司喜舉著張理的拜帖來園里打破了天倫之樂,李清看后遞給夾著孫子走過來的兒子,“你去吧。”
自張理多次覬覦李氏產業后,李清頂煩應酬他,反正有事可以讓兒子服其勞,李清也就能躲就躲了。
李藿打開一看,是張理親筆,點名請李清和李藿明天到縣衙行宴。
李氏父子好幾天沒出門了,李藿把兒子遞給華靜,順嘴問司喜,“有什么事兒非得找我們去?”
司喜笑瞇瞇的道:“是內遷的難民要到了。”
父子倆聞言都氣個仰倒,李藿沒當過官氣性難忍:“早干嘛去了,得虧咱家有小娘和范生送來的消息,不然還不得手忙腳亂啊!”
華靜趕緊問重點,“能有多少人啊?光咱家不行吧?”
司喜也不知道啊,只能無奈搖頭。
“明天讓白駒去看看情況,你先按照千人準備吧,多了也安置不來。”李清拍板道。
如今兒子也大了,他也在家,不是只有小兒女在家可以不顧別家臉面肆意而為的時候了。
收容移民畢竟是國策,李家收千人,孔家最少也得收千人。這條街其他住戶最少收八百,以此類推。

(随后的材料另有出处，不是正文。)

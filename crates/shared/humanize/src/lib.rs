//! dmc Humanize
//!
//! Renders instants and calendar days as short English phrases relative to
//! an explicit "now": `"3 hours ago"`, `"a minute from now"`, `"tomorrow"`.
//!
//! Every function takes its reference point as an argument. Nothing here
//! reads a clock, which keeps the output deterministic under test.

mod date;
mod delta;

pub use date::{natural_date, natural_day};
pub use delta::{natural_delta, natural_time};
//! Zone selection and resolution
//!
//! A [`ZoneRequest`] is what callers configure: an optional IANA name and a
//! "use the process local zone" flag. Resolving it yields a [`Zone`], which
//! converts UTC instants to wall-clock time and back.

use chrono::{DateTime, FixedOffset, Local, MappedLocalTime, NaiveDateTime, TimeZone, Utc};
use chrono_tz::Tz;
use log::debug;
use serde::{Deserialize, Serialize};

use crate::error::{TimeError, TimeResult};

/// Requested zone for constructing, parsing or rendering a time
///
/// The default is UTC. Naming a zone and asking for the local zone at the
/// same time is a configuration conflict reported by [`ZoneRequest::resolve`].
#[derive(Debug, Clone, Default, PartialEq, Eq, Serialize, Deserialize)]
pub struct ZoneRequest {
    /// IANA zone name, e.g. `America/Los_Angeles`
    #[serde(default)]
    pub timezone: Option<String>,

    /// Use the zone of the running process
    #[serde(default)]
    pub local: bool,
}

impl ZoneRequest {
    pub fn utc() -> Self {
        Self::default()
    }

    pub fn named(timezone: impl Into<String>) -> Self {
        Self {
            timezone: Some(timezone.into()),
            local: false,
        }
    }

    pub fn local() -> Self {
        Self {
            timezone: None,
            local: true,
        }
    }

    fn timezone_name(&self) -> Option<&str> {
        self.timezone.as_deref().filter(|name| !name.is_empty())
    }

    /// True when the caller asked for anything other than the UTC default
    pub fn is_explicit(&self) -> bool {
        self.timezone_name().is_some() || self.local
    }

    pub fn resolve(&self) -> TimeResult<Zone> {
        match (self.timezone_name(), self.local) {
            (Some(_), true) => Err(TimeError::ZoneConflict),
            (Some(name), false) => Zone::named(name),
            (None, true) => Ok(Zone::Local),
            (None, false) => Ok(Zone::Utc),
        }
    }
}

/// A resolved zone
#[derive(Debug, Clone, Copy, PartialEq, Eq, Hash, Default)]
pub enum Zone {
    #[default]
    Utc,
    Named(Tz),
    Local,
}

impl Zone {
    pub fn named(name: &str) -> TimeResult<Self> {
        name.parse::<Tz>()
            .map(Zone::Named)
            .map_err(|_| TimeError::UnknownZone(name.to_string()))
    }

    pub fn name(&self) -> &str {
        match self {
            Zone::Utc => "UTC",
            Zone::Named(tz) => tz.name(),
            Zone::Local => "local",
        }
    }

    /// Wall-clock view of `utc` in this zone
    pub fn localize(&self, utc: &DateTime<Utc>) -> DateTime<FixedOffset> {
        match self {
            Zone::Utc => utc.fixed_offset(),
            Zone::Named(tz) => utc.with_timezone(tz).fixed_offset(),
            Zone::Local => utc.with_timezone(&Local).fixed_offset(),
        }
    }

    /// The UTC instant at which this zone's clocks read `wall`
    ///
    /// Resolution is strict: a wall time that occurs twice (DST fold) or never
    /// (DST gap) is an error rather than a guess.
    pub fn to_utc(&self, wall: &NaiveDateTime) -> TimeResult<DateTime<Utc>> {
        match self {
            Zone::Utc => Ok(wall.and_utc()),
            Zone::Named(tz) => self.strict(tz.from_local_datetime(wall), wall),
            Zone::Local => self.strict(Local.from_local_datetime(wall), wall),
        }
    }

    fn strict<T: TimeZone>(
        &self,
        mapped: MappedLocalTime<DateTime<T>>,
        wall: &NaiveDateTime,
    ) -> TimeResult<DateTime<Utc>> {
        match mapped {
            MappedLocalTime::Single(dt) => Ok(dt.with_timezone(&Utc)),
            MappedLocalTime::Ambiguous(earliest, latest) => {
                debug!(
                    "{} is ambiguous in {}: {} or {}",
                    wall,
                    self.name(),
                    earliest.with_timezone(&Utc),
                    latest.with_timezone(&Utc)
                );
                Err(TimeError::AmbiguousLocalTime {
                    wall: *wall,
                    zone: self.name().to_string(),
                })
            }
            MappedLocalTime::None => {
                debug!("{} does not exist in {}", wall, self.name());
                Err(TimeError::NonExistentLocalTime {
                    wall: *wall,
                    zone: self.name().to_string(),
                })
            }
        }
    }
}

#[cfg(test)]
mod tests {
    use super::*;
    use chrono::NaiveDate;

    fn wall(y: i32, mo: u32, d: u32, h: u32, mi: u32) -> NaiveDateTime {
        NaiveDate::from_ymd_opt(y, mo, d)
            .unwrap()
            .and_hms_opt(h, mi, 0)
            .unwrap()
    }

    #[test]
    fn test_request_resolution() {
        assert_eq!(ZoneRequest::default().resolve().unwrap(), Zone::Utc);
        assert_eq!(ZoneRequest::local().resolve().unwrap(), Zone::Local);
        assert_eq!(
            ZoneRequest::named("America/Los_Angeles").resolve().unwrap(),
            Zone::Named(chrono_tz::America::Los_Angeles)
        );
        assert!(!ZoneRequest::named("").is_explicit());
    }

    #[test]
    fn test_conflicting_request() {
        let request = ZoneRequest {
            timezone: Some("US/Pacific".to_string()),
            local: true,
        };
        assert_eq!(request.resolve().unwrap_err(), TimeError::ZoneConflict);
    }

    #[test]
    fn test_unknown_zone() {
        let err = ZoneRequest::named("Mars/Olympus_Mons").resolve().unwrap_err();
        assert_eq!(err, TimeError::UnknownZone("Mars/Olympus_Mons".to_string()));
    }

    #[test]
    fn test_round_trip_through_zone() {
        let zone = Zone::named("US/Pacific").unwrap();
        let utc = zone.to_utc(&wall(2014, 4, 18, 17, 50)).unwrap();
        assert_eq!(utc.naive_utc(), wall(2014, 4, 19, 0, 50));

        let local = zone.localize(&utc);
        assert_eq!(local.naive_local(), wall(2014, 4, 18, 17, 50));
        assert_eq!(local.offset().local_minus_utc(), -7 * 3600);
    }

    #[test]
    fn test_dst_gap_is_rejected() {
        let zone = Zone::named("America/Los_Angeles").unwrap();
        let err = zone.to_utc(&wall(2014, 3, 9, 2, 30)).unwrap_err();
        assert!(matches!(err, TimeError::NonExistentLocalTime { .. }));
    }

    #[test]
    fn test_dst_fold_is_rejected() {
        let zone = Zone::named("America/Los_Angeles").unwrap();
        let err = zone.to_utc(&wall(2014, 11, 2, 1, 30)).unwrap_err();
        assert!(matches!(err, TimeError::AmbiguousLocalTime { .. }));
    }

    #[test]
    fn test_request_deserializes_from_config() {
        let request: ZoneRequest =
            serde_json::from_str(r#"{"timezone":"Europe/Berlin"}"#).unwrap();
        assert_eq!(request, ZoneRequest::named("Europe/Berlin"));

        let request: ZoneRequest = serde_json::from_str("{}").unwrap();
        assert_eq!(request, ZoneRequest::utc());
    }
}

李家若是收的再多,會對其他家財不豐的小世家造成過度的壓力。
管四千人近一年,華靜也歷練出來了,只要君舅劃個可行的數出來,她就不覺得難。
有裴嵇在,再加上縈芯跟陛下的關系,張理看茶館再眼饞不止得忍著,還得敬著李家。
轉天李藿來的時候,學乖不少的張理已經不會如初到時追問李清是不是病了才不來了。縣衙的這場宴會,邀請了闔縣所有有名有姓的,裴嵇代替張理發言,把收容移民的事兒一說,大家都看李藿。
李藿直接認了個八百的數兒,裴嵇就識相的只給他多加了二百。孔氏宗子孔彰也很配合的道:“孔氏也能安置一千。”
果然之后上蓮道的都八百五百的認下,最后許多小家族五十、三十的也算是鼎立襄助了。
裴嵇暗暗一算,八九千也有了,縣里自己安置一些湊個一萬,今年張理的考評應該能拿個上上,便朝著張理一點頭。
張理便主動舉杯,說了幾句謝過大家襄助、大吳必勝之類的場面話,把宴會熱熱鬧鬧的辦完了。